● **WORK TASK**
In the material below, find every line containing "Debug" and copy that line.

● **SUPPLIED MATERIAL**
"""
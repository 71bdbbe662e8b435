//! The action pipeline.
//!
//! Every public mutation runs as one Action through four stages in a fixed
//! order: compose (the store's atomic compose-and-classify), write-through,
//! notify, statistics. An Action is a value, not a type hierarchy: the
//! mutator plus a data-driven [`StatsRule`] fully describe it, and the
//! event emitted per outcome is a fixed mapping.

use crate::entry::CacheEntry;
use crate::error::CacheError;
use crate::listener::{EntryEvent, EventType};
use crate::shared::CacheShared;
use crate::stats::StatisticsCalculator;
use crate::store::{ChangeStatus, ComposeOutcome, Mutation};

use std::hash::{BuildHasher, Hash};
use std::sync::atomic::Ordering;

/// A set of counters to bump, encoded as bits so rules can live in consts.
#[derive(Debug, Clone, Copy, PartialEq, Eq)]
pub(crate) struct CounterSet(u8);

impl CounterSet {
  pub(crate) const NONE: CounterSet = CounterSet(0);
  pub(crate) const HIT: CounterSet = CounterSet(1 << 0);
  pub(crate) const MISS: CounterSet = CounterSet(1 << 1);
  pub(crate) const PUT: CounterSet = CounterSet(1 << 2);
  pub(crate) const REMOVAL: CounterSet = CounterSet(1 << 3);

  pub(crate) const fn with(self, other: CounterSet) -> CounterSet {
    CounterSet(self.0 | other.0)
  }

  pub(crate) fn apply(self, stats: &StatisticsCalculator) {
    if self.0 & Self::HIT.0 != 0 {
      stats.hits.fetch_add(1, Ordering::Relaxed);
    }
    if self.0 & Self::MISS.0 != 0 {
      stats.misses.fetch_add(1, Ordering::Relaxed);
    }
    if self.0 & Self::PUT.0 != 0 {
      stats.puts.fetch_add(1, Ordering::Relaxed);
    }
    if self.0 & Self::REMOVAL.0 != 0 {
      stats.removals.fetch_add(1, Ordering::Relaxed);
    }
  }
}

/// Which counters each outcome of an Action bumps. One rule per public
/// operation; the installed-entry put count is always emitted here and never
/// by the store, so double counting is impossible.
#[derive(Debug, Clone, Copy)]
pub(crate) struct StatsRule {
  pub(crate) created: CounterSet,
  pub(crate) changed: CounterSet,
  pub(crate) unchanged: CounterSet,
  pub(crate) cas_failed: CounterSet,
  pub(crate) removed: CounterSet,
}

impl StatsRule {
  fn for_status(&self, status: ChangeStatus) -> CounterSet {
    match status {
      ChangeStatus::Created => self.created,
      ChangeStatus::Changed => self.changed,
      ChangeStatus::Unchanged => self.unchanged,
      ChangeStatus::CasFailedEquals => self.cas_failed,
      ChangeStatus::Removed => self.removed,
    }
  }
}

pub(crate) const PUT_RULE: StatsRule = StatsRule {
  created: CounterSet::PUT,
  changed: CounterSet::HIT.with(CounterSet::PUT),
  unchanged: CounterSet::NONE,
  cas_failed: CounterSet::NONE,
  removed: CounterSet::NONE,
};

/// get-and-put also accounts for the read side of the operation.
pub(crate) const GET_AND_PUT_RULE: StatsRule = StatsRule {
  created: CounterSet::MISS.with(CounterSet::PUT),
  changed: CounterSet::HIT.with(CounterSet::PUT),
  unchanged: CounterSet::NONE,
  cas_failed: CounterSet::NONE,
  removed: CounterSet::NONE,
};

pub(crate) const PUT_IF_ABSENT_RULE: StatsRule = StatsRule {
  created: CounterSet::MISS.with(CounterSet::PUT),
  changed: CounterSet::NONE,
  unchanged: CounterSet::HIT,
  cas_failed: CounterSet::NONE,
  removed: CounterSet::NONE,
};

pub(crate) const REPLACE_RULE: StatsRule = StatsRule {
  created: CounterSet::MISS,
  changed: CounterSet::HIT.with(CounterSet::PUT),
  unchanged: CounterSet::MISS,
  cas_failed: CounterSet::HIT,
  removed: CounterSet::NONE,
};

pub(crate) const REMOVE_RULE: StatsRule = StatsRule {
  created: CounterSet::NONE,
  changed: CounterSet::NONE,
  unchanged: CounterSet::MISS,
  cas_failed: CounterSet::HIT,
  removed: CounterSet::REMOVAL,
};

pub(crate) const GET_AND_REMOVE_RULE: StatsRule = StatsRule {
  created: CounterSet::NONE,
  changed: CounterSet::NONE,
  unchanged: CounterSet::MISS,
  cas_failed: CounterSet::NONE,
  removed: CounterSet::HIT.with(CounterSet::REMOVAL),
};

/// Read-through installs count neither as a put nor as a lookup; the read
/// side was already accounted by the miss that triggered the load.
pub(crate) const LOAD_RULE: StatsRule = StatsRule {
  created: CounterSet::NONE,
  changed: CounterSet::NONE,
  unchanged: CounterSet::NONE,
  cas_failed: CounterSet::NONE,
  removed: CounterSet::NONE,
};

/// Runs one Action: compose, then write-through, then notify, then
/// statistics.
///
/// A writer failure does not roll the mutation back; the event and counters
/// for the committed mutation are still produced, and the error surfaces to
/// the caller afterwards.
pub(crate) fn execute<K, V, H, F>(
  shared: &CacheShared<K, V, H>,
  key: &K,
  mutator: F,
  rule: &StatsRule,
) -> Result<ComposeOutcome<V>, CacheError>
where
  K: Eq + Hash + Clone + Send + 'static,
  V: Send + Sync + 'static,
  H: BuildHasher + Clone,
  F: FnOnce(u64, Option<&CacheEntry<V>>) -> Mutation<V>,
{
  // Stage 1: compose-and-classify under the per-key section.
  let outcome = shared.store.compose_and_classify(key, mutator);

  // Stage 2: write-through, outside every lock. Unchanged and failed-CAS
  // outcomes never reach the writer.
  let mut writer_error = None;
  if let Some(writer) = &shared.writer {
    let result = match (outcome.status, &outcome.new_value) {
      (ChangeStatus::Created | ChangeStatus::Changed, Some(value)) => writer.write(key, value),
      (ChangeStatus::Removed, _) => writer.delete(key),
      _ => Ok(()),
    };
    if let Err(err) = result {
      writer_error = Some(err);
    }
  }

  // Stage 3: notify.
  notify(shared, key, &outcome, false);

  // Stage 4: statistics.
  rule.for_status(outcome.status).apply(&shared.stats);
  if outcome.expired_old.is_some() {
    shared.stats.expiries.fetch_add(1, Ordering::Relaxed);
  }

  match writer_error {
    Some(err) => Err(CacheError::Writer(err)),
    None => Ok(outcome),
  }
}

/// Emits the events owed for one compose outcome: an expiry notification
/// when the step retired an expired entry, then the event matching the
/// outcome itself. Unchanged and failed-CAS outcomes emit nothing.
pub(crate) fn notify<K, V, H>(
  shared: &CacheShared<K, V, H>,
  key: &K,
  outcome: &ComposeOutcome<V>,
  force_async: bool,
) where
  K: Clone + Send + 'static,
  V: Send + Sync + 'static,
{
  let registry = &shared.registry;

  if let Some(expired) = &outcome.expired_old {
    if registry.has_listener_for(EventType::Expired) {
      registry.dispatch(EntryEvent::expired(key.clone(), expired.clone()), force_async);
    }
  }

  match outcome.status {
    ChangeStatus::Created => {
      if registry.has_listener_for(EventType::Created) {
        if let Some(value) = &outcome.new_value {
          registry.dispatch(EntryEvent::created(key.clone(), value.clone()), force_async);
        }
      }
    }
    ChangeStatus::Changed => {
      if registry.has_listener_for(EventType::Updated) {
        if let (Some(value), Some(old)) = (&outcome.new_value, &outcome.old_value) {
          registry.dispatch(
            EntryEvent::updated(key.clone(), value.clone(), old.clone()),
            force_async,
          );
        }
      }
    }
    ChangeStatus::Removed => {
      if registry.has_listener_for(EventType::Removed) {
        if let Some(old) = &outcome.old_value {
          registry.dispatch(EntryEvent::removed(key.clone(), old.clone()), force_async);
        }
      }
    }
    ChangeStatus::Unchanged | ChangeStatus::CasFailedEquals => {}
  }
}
"""
● **RESULT**
#[derive(Debug, Clone, Copy, PartialEq, Eq)]
#[derive(Debug, Clone, Copy)]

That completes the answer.